EXERCISE PROMPT: Quote every line from the top of the listing down to and including the line that contains "raw module object.".

BEGIN

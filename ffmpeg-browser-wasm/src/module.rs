//! [`Engine`] implementation over an instantiated Emscripten module object.

use ffmpeg_browser::{
    CallResult, Engine, EngineException, EntryPointSupport, FsError, LineSink, VirtualFs,
};
use js_sys::{Array, Function, Object, Reflect, Uint8Array};
use std::cell::RefCell;
use std::rc::Rc;
use wasm_bindgen::prelude::*;
use wasm_bindgen::JsCast;

/// Print sinks the module's `print`/`printErr` trampolines forward to.
///
/// Emscripten copies `print` and `printErr` out of the module arguments at
/// startup, so reassigning them later has no effect. The loader installs
/// trampolines once and swaps the sinks behind them instead.
#[derive(Clone)]
pub struct SinkSlots {
    stdout: Rc<RefCell<LineSink>>,
    stderr: Rc<RefCell<LineSink>>,
}

impl SinkSlots {
    /// Create slots holding the given sinks.
    pub fn new(stdout: LineSink, stderr: LineSink) -> Self {
        Self {
            stdout: Rc::new(RefCell::new(stdout)),
            stderr: Rc::new(RefCell::new(stderr)),
        }
    }

    /// JS function forwarding each line to the current stdout sink.
    pub fn stdout_trampoline(&self) -> JsValue {
        trampoline(Rc::clone(&self.stdout))
    }

    /// JS function forwarding each line to the current stderr sink.
    pub fn stderr_trampoline(&self) -> JsValue {
        trampoline(Rc::clone(&self.stderr))
    }

    fn swap(&self, stdout: LineSink, stderr: LineSink) -> (LineSink, LineSink) {
        (
            self.stdout.replace(stdout),
            self.stderr.replace(stderr),
        )
    }
}

fn trampoline(slot: Rc<RefCell<LineSink>>) -> JsValue {
    Closure::<dyn Fn(JsValue)>::new(move |text: JsValue| {
        let sink = Rc::clone(&*slot.borrow());
        sink(&js_to_string(&text));
    })
    .into_js_value()
}

/// A loaded Emscripten module.
pub struct EmscriptenModule {
    module: JsValue,
    sinks: SinkSlots,
}

impl EmscriptenModule {
    /// Wrap a module object.
    pub fn new(module: JsValue, sinks: SinkSlots) -> Self {
        Self { module, sinks }
    }

    /// The raw module object.
    pub fn raw(&self) -> &JsValue {
        &self.module
    }

    fn fs(&self) -> Result<JsValue, JsValue> {
        Reflect::get(&self.module, &"FS".into())
    }

    fn fs_call(&self, op: &'static str, path: &str, args: &[JsValue]) -> Result<JsValue, FsError> {
        self.fs()
            .and_then(|fs| call_method(&fs, op, args))
            .map_err(|err| FsError::new(op, path, js_to_string(&err)))
    }

    fn has_function(&self, name: &str) -> bool {
        Reflect::get(&self.module, &name.into())
            .map(|value| value.is_function())
            .unwrap_or(false)
    }

    fn call(&self, name: &str, args: &[JsValue]) -> Result<JsValue, JsValue> {
        call_method(&self.module, name, args)
    }

    fn main_function(&self) -> Result<Function, JsValue> {
        if self.has_function("_main") {
            return Reflect::get(&self.module, &"_main".into())?.dyn_into();
        }
        let signature: Array = ["number", "number"].iter().map(|s| JsValue::from_str(s)).collect();
        self.call(
            "cwrap",
            &["main".into(), "number".into(), signature.into()],
        )?
        .dyn_into()
    }
}

impl VirtualFs for EmscriptenModule {
    fn mkdir(&mut self, path: &str) -> Result<(), FsError> {
        self.fs_call("mkdir", path, &[path.into()]).map(|_| ())
    }

    fn mount_persistent(&mut self, mount_point: &str) -> Result<(), FsError> {
        let opfs = Reflect::get(&self.module, &"OPFS".into())
            .ok()
            .filter(|value| !value.is_undefined() && !value.is_null())
            .ok_or_else(|| FsError::new("mount", mount_point, "OPFS is not defined"))?;
        self.fs_call("mount", mount_point, &[opfs, Object::new().into(), mount_point.into()])
            .map(|_| ())
    }

    fn unmount(&mut self, mount_point: &str) -> Result<(), FsError> {
        self.fs_call("unmount", mount_point, &[mount_point.into()])
            .map(|_| ())
    }

    fn write_file(&mut self, path: &str, data: &[u8]) -> Result<(), FsError> {
        let bytes = Uint8Array::from(data);
        self.fs_call("writeFile", path, &[path.into(), bytes.into()])
            .map(|_| ())
    }

    fn read_file(&self, path: &str) -> Result<Vec<u8>, FsError> {
        let value = self.fs_call("readFile", path, &[path.into()])?;
        value
            .dyn_into::<Uint8Array>()
            .map(|bytes| bytes.to_vec())
            .map_err(|_| FsError::new("readFile", path, "engine returned a non-binary result"))
    }

    fn unlink(&mut self, path: &str) -> Result<(), FsError> {
        self.fs_call("unlink", path, &[path.into()]).map(|_| ())
    }

    fn file_size(&self, path: &str) -> Result<u64, FsError> {
        let stat = self.fs_call("stat", path, &[path.into()])?;
        Reflect::get(&stat, &"size".into())
            .ok()
            .and_then(|size| size.as_f64())
            .map(|size| size as u64)
            .ok_or_else(|| FsError::new("stat", path, "missing size"))
    }
}

impl Engine for EmscriptenModule {
    type Sinks = (LineSink, LineSink);

    fn entry_points(&self) -> EntryPointSupport {
        EntryPointSupport {
            call_main: self.has_function("callMain"),
            set_arguments_and_run: self.has_function("run"),
            raw_main: self.has_function("_main") || self.has_function("cwrap"),
        }
    }

    fn heap_size(&self) -> usize {
        Reflect::get(&self.module, &"HEAPU8".into())
            .ok()
            .and_then(|heap| heap.dyn_into::<Uint8Array>().ok())
            .map(|heap| heap.length() as usize)
            .unwrap_or(0)
    }

    fn initial_memory(&self) -> Option<usize> {
        Reflect::get(&self.module, &"INITIAL_MEMORY".into())
            .ok()
            .and_then(|value| value.as_f64())
            .filter(|bytes| *bytes > 0.0)
            .map(|bytes| bytes as usize)
    }

    fn replace_sinks(&mut self, stdout: LineSink, stderr: LineSink) -> Self::Sinks {
        self.sinks.swap(stdout, stderr)
    }

    fn restore_sinks(&mut self, (stdout, stderr): Self::Sinks) {
        self.sinks.swap(stdout, stderr);
    }

    fn call_main(&mut self, args: &[String]) -> CallResult {
        self.call("callMain", &[string_array(args).into()])
            .map(|code| code.as_f64().map(|c| c as i32).unwrap_or(0))
            .map_err(classify_exception)
    }

    fn run_with_arguments(&mut self, args: &[String]) -> CallResult {
        Reflect::set(&self.module, &"arguments".into(), &string_array(args))
            .map_err(classify_exception)?;
        self.call("run", &[]).map(|_| 0).map_err(classify_exception)
    }

    fn raw_main(&mut self, argc: i32, argv: u32) -> CallResult {
        let main = self.main_function().map_err(classify_exception)?;
        main.call2(&JsValue::NULL, &argc.into(), &argv.into())
            .map(|code| code.as_f64().map(|c| c as i32).unwrap_or(0))
            .map_err(classify_exception)
    }

    fn malloc(&mut self, size: usize) -> Option<u32> {
        if !self.has_function("_malloc") {
            return None;
        }
        self.call("_malloc", &[JsValue::from_f64(size as f64)])
            .ok()
            .and_then(|ptr| ptr.as_f64())
            .filter(|ptr| *ptr > 0.0)
            .map(|ptr| ptr as u32)
    }

    fn free(&mut self, ptr: u32) {
        if self.has_function("_free") {
            if let Err(err) = self.call("_free", &[ptr.into()]) {
                tracing::debug!(ptr, error = %js_to_string(&err), "free failed");
            }
        }
    }

    fn write_c_string(&mut self, ptr: u32, value: &str, capacity: usize) {
        let args = [value.into(), ptr.into(), JsValue::from_f64(capacity as f64)];
        if let Err(err) = self.call("stringToUTF8", &args) {
            tracing::warn!(error = %js_to_string(&err), "stringToUTF8 failed");
        }
    }

    fn write_i32(&mut self, ptr: u32, value: i32) {
        if let Err(err) = self.call("setValue", &[ptr.into(), value.into(), "i32".into()]) {
            tracing::warn!(error = %js_to_string(&err), "setValue failed");
        }
    }
}

/// Call `target[name](...args)` with `target` as `this`.
pub(crate) fn call_method(target: &JsValue, name: &str, args: &[JsValue]) -> Result<JsValue, JsValue> {
    let function: Function = Reflect::get(target, &name.into())?
        .dyn_into()
        .map_err(|_| JsValue::from_str(&format!("{name} is not a function")))?;
    let args: Array = args.iter().collect();
    Reflect::apply(&function, target, &args)
}

/// Map a thrown value to an exit status or an unexpected exception.
pub(crate) fn classify_exception(err: JsValue) -> EngineException {
    let name = Reflect::get(&err, &"name".into())
        .ok()
        .and_then(|name| name.as_string());
    let text = js_to_string(&err);

    if name.as_deref() == Some("ExitStatus") || text.contains("ExitStatus") {
        let status = Reflect::get(&err, &"status".into())
            .ok()
            .and_then(|status| status.as_f64())
            .unwrap_or(0.0);
        EngineException::Exit(status as i32)
    } else {
        EngineException::Thrown(text)
    }
}

/// Best-effort `String(value)`.
pub(crate) fn js_to_string(value: &JsValue) -> String {
    if let Some(text) = value.as_string() {
        return text;
    }
    if let Some(error) = value.dyn_ref::<js_sys::Error>() {
        return format!("{}: {}", String::from(error.name()), String::from(error.message()));
    }
    if let Some(object) = value.dyn_ref::<Object>() {
        if let Some(code) = Reflect::get(object, &"code".into()).ok().and_then(|c| c.as_string()) {
            return code;
        }
        return String::from(object.to_string());
    }
    format!("{value:?}")
}

fn string_array(args: &[String]) -> Array {
    args.iter().map(|arg| JsValue::from_str(arg)).collect()
}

END

OUTPUT BELOW:
filename ffmpeg-browser-wasm/src/module.rs
//! [`Engine`] implementation over an instantiated Emscripten module object.

use ffmpeg_browser::{
    CallResult, Engine, EngineException, EntryPointSupport, FsError, LineSink, VirtualFs,
};
use js_sys::{Array, Function, Object, Reflect, Uint8Array};
use std::cell::RefCell;
use std::rc::Rc;
use wasm_bindgen::prelude::*;
use wasm_bindgen::JsCast;

/// Print sinks the module's `print`/`printErr` trampolines forward to.
///
/// Emscripten copies `print` and `printErr` out of the module arguments at
/// startup, so reassigning them later has no effect. The loader installs
/// trampolines once and swaps the sinks behind them instead.
#[derive(Clone)]
pub struct SinkSlots {
    stdout: Rc<RefCell<LineSink>>,
    stderr: Rc<RefCell<LineSink>>,
}

impl SinkSlots {
    /// Create slots holding the given sinks.
    pub fn new(stdout: LineSink, stderr: LineSink) -> Self {
        Self {
            stdout: Rc::new(RefCell::new(stdout)),
            stderr: Rc::new(RefCell::new(stderr)),
        }
    }

    /// JS function forwarding each line to the current stdout sink.
    pub fn stdout_trampoline(&self) -> JsValue {
        trampoline(Rc::clone(&self.stdout))
    }

    /// JS function forwarding each line to the current stderr sink.
    pub fn stderr_trampoline(&self) -> JsValue {
        trampoline(Rc::clone(&self.stderr))
    }

    fn swap(&self, stdout: LineSink, stderr: LineSink) -> (LineSink, LineSink) {
        (
            self.stdout.replace(stdout),
            self.stderr.replace(stderr),
        )
    }
}

fn trampoline(slot: Rc<RefCell<LineSink>>) -> JsValue {
    Closure::<dyn Fn(JsValue)>::new(move |text: JsValue| {
        let sink = Rc::clone(&*slot.borrow());
        sink(&js_to_string(&text));
    })
    .into_js_value()
}

/// A loaded Emscripten module.
pub struct EmscriptenModule {
    module: JsValue,
    sinks: SinkSlots,
}

impl EmscriptenModule {
    /// Wrap a module object.
    pub fn new(module: JsValue, sinks: SinkSlots) -> Self {
        Self { module, sinks }
    }

    /// The raw module object.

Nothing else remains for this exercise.